──────── RECORDS FOR THIS TASK ────────

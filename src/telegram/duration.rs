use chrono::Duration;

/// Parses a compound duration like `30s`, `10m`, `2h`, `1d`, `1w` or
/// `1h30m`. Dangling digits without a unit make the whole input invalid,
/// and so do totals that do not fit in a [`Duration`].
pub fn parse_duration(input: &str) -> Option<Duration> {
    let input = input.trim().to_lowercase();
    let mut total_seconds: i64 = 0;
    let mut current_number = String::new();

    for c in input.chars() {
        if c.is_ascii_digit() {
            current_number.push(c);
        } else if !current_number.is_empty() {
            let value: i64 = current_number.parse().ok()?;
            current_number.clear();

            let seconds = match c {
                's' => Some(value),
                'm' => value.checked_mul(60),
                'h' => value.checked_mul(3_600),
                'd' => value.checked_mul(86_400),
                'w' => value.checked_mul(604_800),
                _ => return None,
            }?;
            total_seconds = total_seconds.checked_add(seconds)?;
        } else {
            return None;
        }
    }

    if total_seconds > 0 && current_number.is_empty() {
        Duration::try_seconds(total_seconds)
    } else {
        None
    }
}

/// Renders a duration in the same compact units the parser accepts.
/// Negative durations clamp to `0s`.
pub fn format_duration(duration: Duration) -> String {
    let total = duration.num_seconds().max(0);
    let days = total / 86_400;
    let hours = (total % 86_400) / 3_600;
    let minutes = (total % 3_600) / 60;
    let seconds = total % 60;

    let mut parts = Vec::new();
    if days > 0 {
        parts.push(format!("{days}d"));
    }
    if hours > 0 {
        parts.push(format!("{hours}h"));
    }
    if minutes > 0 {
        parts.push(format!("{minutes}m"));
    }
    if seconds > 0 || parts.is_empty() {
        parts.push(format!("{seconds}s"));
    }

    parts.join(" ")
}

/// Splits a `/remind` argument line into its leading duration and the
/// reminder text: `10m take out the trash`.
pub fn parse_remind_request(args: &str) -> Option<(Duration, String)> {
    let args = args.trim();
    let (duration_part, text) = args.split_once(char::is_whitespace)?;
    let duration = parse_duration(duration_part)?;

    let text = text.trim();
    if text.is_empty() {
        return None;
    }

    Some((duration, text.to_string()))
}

────────
──────── RECORDS FOR THIS TASK ────────

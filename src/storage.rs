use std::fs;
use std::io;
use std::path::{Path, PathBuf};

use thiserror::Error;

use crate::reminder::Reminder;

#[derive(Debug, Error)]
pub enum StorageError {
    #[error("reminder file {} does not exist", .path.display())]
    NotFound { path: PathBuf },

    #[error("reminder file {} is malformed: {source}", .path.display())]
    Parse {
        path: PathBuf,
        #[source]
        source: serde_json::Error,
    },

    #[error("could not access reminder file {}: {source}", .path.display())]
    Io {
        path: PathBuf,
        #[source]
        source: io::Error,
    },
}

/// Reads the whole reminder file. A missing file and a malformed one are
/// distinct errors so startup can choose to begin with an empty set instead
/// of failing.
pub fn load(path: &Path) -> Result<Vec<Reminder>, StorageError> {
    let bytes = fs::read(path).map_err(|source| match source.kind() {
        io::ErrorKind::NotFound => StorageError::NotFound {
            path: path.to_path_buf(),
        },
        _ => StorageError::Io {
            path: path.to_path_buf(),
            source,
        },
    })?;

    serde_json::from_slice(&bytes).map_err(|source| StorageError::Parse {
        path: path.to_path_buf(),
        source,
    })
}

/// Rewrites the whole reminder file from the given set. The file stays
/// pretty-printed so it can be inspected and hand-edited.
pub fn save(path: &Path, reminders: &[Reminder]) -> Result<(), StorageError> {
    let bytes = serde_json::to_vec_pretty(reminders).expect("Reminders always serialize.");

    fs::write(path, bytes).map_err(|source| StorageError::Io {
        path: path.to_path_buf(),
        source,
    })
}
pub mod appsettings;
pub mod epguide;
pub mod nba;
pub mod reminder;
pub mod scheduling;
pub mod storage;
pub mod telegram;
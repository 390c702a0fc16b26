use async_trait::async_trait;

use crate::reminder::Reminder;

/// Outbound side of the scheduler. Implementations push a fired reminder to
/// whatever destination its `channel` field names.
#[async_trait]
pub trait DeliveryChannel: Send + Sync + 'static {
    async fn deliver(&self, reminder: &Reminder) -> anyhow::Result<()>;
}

────────
──────── RECORDS FOR THIS TASK ────────

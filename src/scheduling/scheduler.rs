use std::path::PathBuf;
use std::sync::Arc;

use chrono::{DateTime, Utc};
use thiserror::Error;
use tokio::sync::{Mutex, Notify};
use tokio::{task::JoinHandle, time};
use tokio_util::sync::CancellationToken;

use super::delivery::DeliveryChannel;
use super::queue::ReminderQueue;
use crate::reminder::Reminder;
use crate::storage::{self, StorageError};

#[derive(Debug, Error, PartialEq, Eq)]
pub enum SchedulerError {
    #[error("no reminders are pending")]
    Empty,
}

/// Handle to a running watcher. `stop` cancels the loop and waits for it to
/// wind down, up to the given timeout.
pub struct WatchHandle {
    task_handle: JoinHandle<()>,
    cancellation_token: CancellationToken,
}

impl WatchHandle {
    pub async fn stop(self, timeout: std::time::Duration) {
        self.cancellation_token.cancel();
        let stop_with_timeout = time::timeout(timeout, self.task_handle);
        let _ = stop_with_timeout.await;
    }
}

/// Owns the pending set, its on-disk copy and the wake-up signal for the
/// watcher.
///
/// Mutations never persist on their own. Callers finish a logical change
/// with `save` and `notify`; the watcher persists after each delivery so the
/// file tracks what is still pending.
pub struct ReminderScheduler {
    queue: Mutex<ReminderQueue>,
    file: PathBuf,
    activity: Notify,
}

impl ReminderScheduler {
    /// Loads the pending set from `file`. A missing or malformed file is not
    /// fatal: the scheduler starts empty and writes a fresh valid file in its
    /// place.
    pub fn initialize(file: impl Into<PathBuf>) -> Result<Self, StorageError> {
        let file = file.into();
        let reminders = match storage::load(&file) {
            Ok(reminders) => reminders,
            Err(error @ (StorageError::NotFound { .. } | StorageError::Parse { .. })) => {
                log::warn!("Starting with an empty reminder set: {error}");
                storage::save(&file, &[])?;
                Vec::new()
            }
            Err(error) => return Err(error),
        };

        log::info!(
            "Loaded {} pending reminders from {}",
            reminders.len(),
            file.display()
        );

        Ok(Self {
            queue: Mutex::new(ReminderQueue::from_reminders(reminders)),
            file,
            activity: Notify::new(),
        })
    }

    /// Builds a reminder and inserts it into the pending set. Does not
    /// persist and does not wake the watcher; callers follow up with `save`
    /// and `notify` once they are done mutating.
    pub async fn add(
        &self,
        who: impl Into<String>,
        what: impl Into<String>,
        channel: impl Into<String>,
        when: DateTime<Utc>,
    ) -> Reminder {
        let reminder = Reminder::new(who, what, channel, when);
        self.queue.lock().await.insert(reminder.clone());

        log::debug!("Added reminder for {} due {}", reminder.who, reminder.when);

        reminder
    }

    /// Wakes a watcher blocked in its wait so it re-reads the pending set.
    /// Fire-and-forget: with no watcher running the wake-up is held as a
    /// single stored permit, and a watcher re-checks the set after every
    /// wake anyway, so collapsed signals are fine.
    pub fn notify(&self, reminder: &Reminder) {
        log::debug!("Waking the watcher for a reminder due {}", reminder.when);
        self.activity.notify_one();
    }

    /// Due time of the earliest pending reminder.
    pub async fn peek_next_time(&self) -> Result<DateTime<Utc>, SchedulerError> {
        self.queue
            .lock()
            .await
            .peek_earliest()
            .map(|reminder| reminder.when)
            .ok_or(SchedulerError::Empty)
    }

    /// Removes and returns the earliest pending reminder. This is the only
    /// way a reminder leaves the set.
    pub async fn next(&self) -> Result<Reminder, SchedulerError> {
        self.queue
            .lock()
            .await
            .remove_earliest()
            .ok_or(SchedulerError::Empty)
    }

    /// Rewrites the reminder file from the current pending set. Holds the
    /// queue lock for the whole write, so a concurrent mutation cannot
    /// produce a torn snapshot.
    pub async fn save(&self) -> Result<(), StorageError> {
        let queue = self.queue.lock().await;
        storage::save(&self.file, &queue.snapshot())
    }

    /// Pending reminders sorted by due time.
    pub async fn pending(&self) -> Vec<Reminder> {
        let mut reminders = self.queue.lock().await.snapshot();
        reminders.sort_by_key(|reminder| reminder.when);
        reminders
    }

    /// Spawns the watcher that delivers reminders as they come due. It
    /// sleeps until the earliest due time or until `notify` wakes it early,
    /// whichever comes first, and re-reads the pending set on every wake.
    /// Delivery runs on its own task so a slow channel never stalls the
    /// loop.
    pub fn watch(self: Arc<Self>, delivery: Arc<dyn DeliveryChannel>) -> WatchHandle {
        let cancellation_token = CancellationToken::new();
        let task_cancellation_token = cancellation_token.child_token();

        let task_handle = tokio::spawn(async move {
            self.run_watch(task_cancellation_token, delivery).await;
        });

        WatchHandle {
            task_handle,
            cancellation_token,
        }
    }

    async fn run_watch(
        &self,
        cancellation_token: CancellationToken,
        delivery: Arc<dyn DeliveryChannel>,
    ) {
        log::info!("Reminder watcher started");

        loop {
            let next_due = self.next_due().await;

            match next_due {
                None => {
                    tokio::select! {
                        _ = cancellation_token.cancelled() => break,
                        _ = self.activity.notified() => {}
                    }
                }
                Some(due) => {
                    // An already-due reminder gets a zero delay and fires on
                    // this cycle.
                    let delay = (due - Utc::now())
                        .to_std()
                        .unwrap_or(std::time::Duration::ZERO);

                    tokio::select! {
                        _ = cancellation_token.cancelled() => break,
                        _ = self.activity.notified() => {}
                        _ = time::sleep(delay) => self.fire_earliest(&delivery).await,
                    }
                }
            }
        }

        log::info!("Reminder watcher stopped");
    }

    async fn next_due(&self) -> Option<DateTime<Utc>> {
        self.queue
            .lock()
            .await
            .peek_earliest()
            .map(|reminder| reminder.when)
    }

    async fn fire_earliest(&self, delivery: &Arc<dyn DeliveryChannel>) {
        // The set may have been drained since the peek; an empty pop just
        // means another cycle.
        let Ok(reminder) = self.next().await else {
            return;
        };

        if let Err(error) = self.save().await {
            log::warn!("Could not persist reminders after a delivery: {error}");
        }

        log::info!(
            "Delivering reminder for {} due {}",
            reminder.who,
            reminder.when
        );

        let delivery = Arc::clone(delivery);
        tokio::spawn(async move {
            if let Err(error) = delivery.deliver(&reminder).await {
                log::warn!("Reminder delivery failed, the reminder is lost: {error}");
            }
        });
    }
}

────────

**PROMPT**.
Copy the entries above exactly, but only from the line holding "filename src/telegram/duration.rs" through the line holding "so do totals", both included.

**ANSWER SPACE**.
filename src/telegram/duration.rs
use chrono::Duration;

/// Parses a compound duration like `30s`, `10m`, `2h`, `1d`, `1w` or
/// `1h30m`. Dangling digits without a unit make the whole input invalid,
/// and so do totals that do not fit in a [`Duration`].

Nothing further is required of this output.